Earlier: California mudslides death toll rises to 19
The death toll from the mudslides in California has risen to 19, authorities said.
The body of Morgan Corey, 25, was found in mud and debris in Montecito, Santa Barbara County Sheriff Bill Brown said. Her 12-year-old sister, Sawyer, had been found dead earlier.
Another person who had been on the list of missing, 62-year-old Delbert Weltzin, was found alive and well, Mr Brown said without elaborating on the circumstances.
The two developments reduced the number of missing from seven to five.
"While every hour it remains less likely that we will find anyone alive, there is always hope," the sheriff said.
The army of searchers and recovery workers in Montecito swelled to more than 2,000 five days after a powerful storm swept in from the Pacific and dumped a deluge on mountain slopes above the coastal enclave that were burned bare by a huge wildfire in December.
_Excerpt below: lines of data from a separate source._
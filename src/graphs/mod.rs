use std::{fmt::Debug, hash::Hash};

use num_traits::Zero;

use crate::error::Result;

pub mod edge;
pub mod graph_functions;
pub mod hash_graph;
pub mod vec_graph;

use edge::WeightedEdge;

/// Identifier of a vertex. Any cloneable, hashable label qualifies, e.g.
/// `u32` indices or `String` names.
pub trait Vertex: Clone + Eq + Hash + Debug + Send + Sync {}

impl<T> Vertex for T where T: Clone + Eq + Hash + Debug + Send + Sync {}

/// Numeric edge weight. Signed and floating point types are allowed so that
/// invalid (negative) weights can be represented and rejected by the search.
pub trait Weight: Copy + PartialOrd + Zero + Debug + Send + Sync {
    /// Sum of two weights, `None` if it is not representable. Integer types
    /// fail on overflow, floating point types saturate at infinity.
    fn checked_sum(self, other: Self) -> Option<Self>;
}

macro_rules! integer_weight {
    ($($integer:ty),*) => {
        $(
            impl Weight for $integer {
                fn checked_sum(self, other: Self) -> Option<Self> {
                    self.checked_add(other)
                }
            }
        )*
    };
}

macro_rules! float_weight {
    ($($float:ty),*) => {
        $(
            impl Weight for $float {
                fn checked_sum(self, other: Self) -> Option<Self> {
                    Some(self + other)
                }
            }
        )*
    };
}

integer_weight!(i8, i16, i32, i64, i128, isize, u8, u16, u32, u64, u128, usize);
float_weight!(f32, f64);

/// Read-only view of a directed, weighted graph.
///
/// The search expects every head of an edge to be listed in `vertices` as
/// well, including vertices without out edges.
pub trait Graph<V: Vertex, W: Weight>: Send + Sync {
    /// All vertices known to the graph, each exactly once.
    fn vertices(&self) -> Box<dyn Iterator<Item = V> + '_>;

    fn contains_vertex(&self, vertex: &V) -> bool;

    /// Outgoing `(head, weight)` pairs of `tail`.
    ///
    /// Fails with `UnknownVertex` if `tail` is not part of the graph.
    fn neighbors(&self, tail: &V) -> Result<Box<dyn ExactSizeIterator<Item = (&V, W)> + '_>, V>;

    fn get_weight(&self, tail: &V, head: &V) -> Option<W>;

    fn number_of_vertices(&self) -> usize;

    fn number_of_edges(&self) -> usize {
        self.vertices()
            .map(|vertex| self.neighbors(&vertex).map_or(0, |edges| edges.len()))
            .sum()
    }

    fn edges(&self) -> Vec<WeightedEdge<V, W>> {
        let mut edges = Vec::new();
        for tail in self.vertices() {
            if let Ok(neighbors) = self.neighbors(&tail) {
                edges.extend(neighbors.map(|(head, weight)| {
                    WeightedEdge::new(tail.clone(), head.clone(), weight)
                }));
            }
        }
        edges
    }
}
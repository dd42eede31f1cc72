use itertools::Itertools;

use super::{edge::WeightedEdge, hash_graph::HashGraph, Graph, Vertex, Weight};
use crate::search::path::Path;

/// Sums the edge weights along `vertices`. Returns `None` if the sequence is
/// empty, starts outside the graph, uses a pair that is not an edge or its
/// weight overflows.
pub fn path_weight<V: Vertex, W: Weight, G: Graph<V, W> + ?Sized>(
    graph: &G,
    vertices: &[V],
) -> Option<W> {
    if !graph.contains_vertex(vertices.first()?) {
        return None;
    }

    vertices
        .iter()
        .tuple_windows()
        .try_fold(W::zero(), |weight, (tail, head)| {
            weight.checked_sum(graph.get_weight(tail, head)?)
        })
}

/// Check if a path from `start` is a valid shortest path with the expected
/// distance.
pub fn validate_path<V: Vertex, W: Weight, G: Graph<V, W> + ?Sized>(
    graph: &G,
    start: &V,
    distance: W,
    path: &Path<V, W>,
) -> Result<(), String> {
    if path.vertices.first() != Some(start) {
        return Err(format!("path does not start at {:?}", start));
    }

    let Some(true_weight) = path_weight(graph, &path.vertices) else {
        return Err("path uses a pair of vertices that is not an edge".to_string());
    };

    if true_weight != path.weight {
        return Err(format!(
            "path claims weight {:?} but its edges sum to {:?}",
            path.weight, true_weight
        ));
    }

    if path.weight != distance {
        return Err(format!(
            "path weight {:?} differs from distance {:?}",
            path.weight, distance
        ));
    }

    Ok(())
}

pub fn add_edge_bidirectional<V: Vertex, W: Weight>(
    graph: &mut HashGraph<V, W>,
    edge: &WeightedEdge<V, W>,
) {
    graph.set_edge(edge);
    graph.set_edge(&edge.reversed());
}
pub mod dijkstra_data;
pub mod vertex_distance_queue;
pub mod collections;
pub mod dijkstra;
pub mod path;
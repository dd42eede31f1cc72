use super::{Vertex, Weight};

#[derive(Clone, PartialEq, Debug)]
pub struct WeightedEdge<V, W> {
    tail: V,
    head: V,
    weight: W,
}

impl<V: Vertex, W: Weight> WeightedEdge<V, W> {
    pub fn new(tail: V, head: V, weight: W) -> WeightedEdge<V, W> {
        WeightedEdge { tail, head, weight }
    }

    pub fn tail(&self) -> &V {
        &self.tail
    }

    pub fn head(&self) -> &V {
        &self.head
    }

    pub fn weight(&self) -> W {
        self.weight
    }

    pub fn reversed(&self) -> WeightedEdge<V, W> {
        WeightedEdge {
            tail: self.head.clone(),
            head: self.tail.clone(),
            weight: self.weight,
        }
    }

    pub fn is_non_negative(&self) -> bool {
        // NaN compares false and is rejected alongside negative values.
        self.weight >= W::zero()
    }
}

impl<V: Vertex, W: Weight> From<(V, V, W)> for WeightedEdge<V, W> {
    fn from((tail, head, weight): (V, V, W)) -> Self {
        WeightedEdge::new(tail, head, weight)
    }
}
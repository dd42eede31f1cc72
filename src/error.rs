use thiserror::Error;

/// Failures of the shortest path search and of path reconstruction.
#[derive(Error, Debug, Clone, PartialEq, Eq)]
pub enum PathError<V> {
    #[error("vertex {0:?} is not part of the graph")]
    UnknownVertex(V),

    #[error("edge {tail:?} -> {head:?} has a negative weight")]
    NegativeWeight { tail: V, head: V },

    #[error("there is no path from {start:?} to {target:?}")]
    UnreachableTarget { start: V, target: V },

    /// The predecessor table was not produced by a search from `start`.
    #[error("predecessor table does not lead from {target:?} back to {start:?}")]
    CorruptPredecessorTable { start: V, target: V },
}

pub type Result<T, V> = std::result::Result<T, PathError<V>>;
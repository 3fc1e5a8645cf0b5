pub mod directory;
pub mod supabase;
pub mod working_hours;

pub use directory::{InMemoryProviderDirectory, ProviderDirectory};
pub use supabase::SupabaseProviderDirectory;
pub use working_hours::{WorkingHoursService, WorkingHoursSource};
use std::collections::HashMap;

use async_trait::async_trait;
use chrono::{DateTime, Utc};
use tokio::sync::RwLock;
use uuid::Uuid;

use shared_database::DatabaseError;
use shared_utils::pagination::PageRequest;

use crate::models::{Rating, Review, ReviewFilter};
use crate::store::ReviewStore;

#[derive(Default)]
pub struct InMemoryReviewStore {
    reviews: RwLock<HashMap<Uuid, Review>>,
}

impl InMemoryReviewStore {
    pub fn new() -> Self {
        Self::default()
    }

    pub async fn len(&self) -> usize {
        self.reviews.read().await.len()
    }

    pub async fn is_empty(&self) -> bool {
        self.reviews.read().await.is_empty()
    }
}

#[async_trait]
impl ReviewStore for InMemoryReviewStore {
    async fn insert(&self, review: Review) -> Result<Review, DatabaseError> {
        let mut reviews = self.reviews.write().await;

        if reviews.values().any(|existing| existing.appointment_id == review.appointment_id) {
            return Err(DatabaseError::UniqueViolation(format!(
                "reviews_appointment_idx: appointment {} already reviewed",
                review.appointment_id
            )));
        }
        if reviews.contains_key(&review.id) {
            return Err(DatabaseError::UniqueViolation(format!("review {} exists", review.id)));
        }

        reviews.insert(review.id, review.clone());
        Ok(review)
    }

    async fn get(&self, id: Uuid) -> Result<Option<Review>, DatabaseError> {
        Ok(self.reviews.read().await.get(&id).cloned())
    }

    async fn get_by_appointment(&self, appointment_id: Uuid) -> Result<Option<Review>, DatabaseError> {
        Ok(self.reviews
            .read()
            .await
            .values()
            .find(|review| review.appointment_id == appointment_id)
            .cloned())
    }

    async fn update(
        &self,
        id: Uuid,
        rating: Rating,
        comment: Option<String>,
        updated_at: DateTime<Utc>,
    ) -> Result<Option<Review>, DatabaseError> {
        let mut reviews = self.reviews.write().await;

        Ok(reviews.get_mut(&id).map(|review| {
            review.rating = rating;
            review.comment = comment;
            review.updated_at = updated_at;
            review.clone()
        }))
    }

    async fn delete(&self, id: Uuid) -> Result<bool, DatabaseError> {
        Ok(self.reviews.write().await.remove(&id).is_some())
    }

    async fn search(&self, filter: &ReviewFilter, page: PageRequest) -> Result<Vec<Review>, DatabaseError> {
        let reviews = self.reviews.read().await;

        let mut matching: Vec<Review> = reviews
            .values()
            .filter(|review| filter.matches(review))
            .cloned()
            .collect();
        matching.sort_by(|a, b| b.created_at.cmp(&a.created_at).then_with(|| a.id.cmp(&b.id)));

        Ok(matching
            .into_iter()
            .skip(usize::try_from(page.offset).unwrap_or(0))
            .take(usize::try_from(page.fetch_limit()).unwrap_or(usize::MAX))
            .collect())
    }

    async fn ratings(&self, filter: &ReviewFilter) -> Result<Vec<Rating>, DatabaseError> {
        Ok(self.reviews
            .read()
            .await
            .values()
            .filter(|review| filter.matches(review))
            .map(|review| review.rating)
            .collect())
    }
}
use std::sync::{Arc, RwLock};

use chrono::{DateTime, Duration, Utc};

/// Source of "now" for every time-dependent rule in the core.
pub trait Clock: Send + Sync {
    fn now(&self) -> DateTime<Utc>;
}

#[derive(Debug, Clone, Copy, Default)]
pub struct SystemClock;

impl Clock for SystemClock {
    fn now(&self) -> DateTime<Utc> {
        Utc::now()
    }
}

/// Manually driven clock for tests. Clones share the same instant.
#[derive(Debug, Clone)]
pub struct FixedClock {
    time: Arc<RwLock<DateTime<Utc>>>,
}

impl FixedClock {
    pub fn new(time: DateTime<Utc>) -> Self {
        Self { time: Arc::new(RwLock::new(time)) }
    }

    pub fn set(&self, time: DateTime<Utc>) {
        if let Ok(mut guard) = self.time.write() {
            *guard = time;
        }
    }

    pub fn advance(&self, by: Duration) {
        if let Ok(mut guard) = self.time.write() {
            *guard += by;
        }
    }
}

impl Clock for FixedClock {
    fn now(&self) -> DateTime<Utc> {
        match self.time.read() {
            Ok(guard) => *guard,
            Err(poisoned) => *poisoned.into_inner(),
        }
    }
}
The backbreaking work went on in the summerlike weather that has made the stretch of Santa Barbara County coast about 90 miles northwest of Los Angeles a haven for the wealthy, celebrities and tourists.
"We have to do whatever it takes," said Capt Tom Henzgen, leader of a team from the Los Angeles Fire Department.
Long-range forecasts gave the crews about a week before the next chance of rain - and potential new mudslides - although the precipitation was expected to be disorganised and light. Another system was possible two days later.
Crews worked throughout the day on Saturday to clear debris basins and officials said there was still a lot more work to be done.
Tom Fayram, the deputy director of the county's flood control district, said the crews were making great progress and he was confident that at least a base level of water would be able to pass through the creek channels.
Much of the community of about 9,000 remained under mandatory evacuation orders, even unscathed areas, as crews both removed debris and worked to restore water, sanitation, power and gas.
All warnings and orders for neighbouring Summerland and Carpinteria were lifted.
Tanker trucks sucked muddy water from flooded sections of US 101, the only direct major artery between Los Angeles and the Santa Barbara region.
The California Department of Transportation abandoned an estimate of reopening the highway on Monday and said it was not known when the closure would be lifted.
Amtrak, which began restoring rail service two days after the flood, was adding cars to trains because of heavy demand. Two boat companies that normally take tourists out to Channel Islands National Park and on whale-watching excursions were ferrying people between the Ventura and Santa Barbara harbours.
Santa Barbara County said authorities were testing the ocean waters. Down the coast in Ventura County, environmental health officials warned that storm runoff can carry disease-causing bacteria and warned the public to avoid contact with ocean water until tests are reviewed next week.
In the disaster zone, searchers used chain saws and rakes to remove logs and sift through the remnants of what was left of multimillion-dollar homes. Crews with backhoes and jackhammers pulverised enormous boulders that were left when the torrents stopped.
Rescuers said they would search every piece of debris and pile of dirt to look for the missing.
The so-called Thomas fire, which led to the floods, was declared fully contained on Friday.
It erupted on December 4 in Ventura County and destroyed more than 1,000 structures as it swept through the city of Ventura and then threatened Carpinteria, Summerland and Santa Barbara.
At 440 square miles, it became the largest wildfire in California records.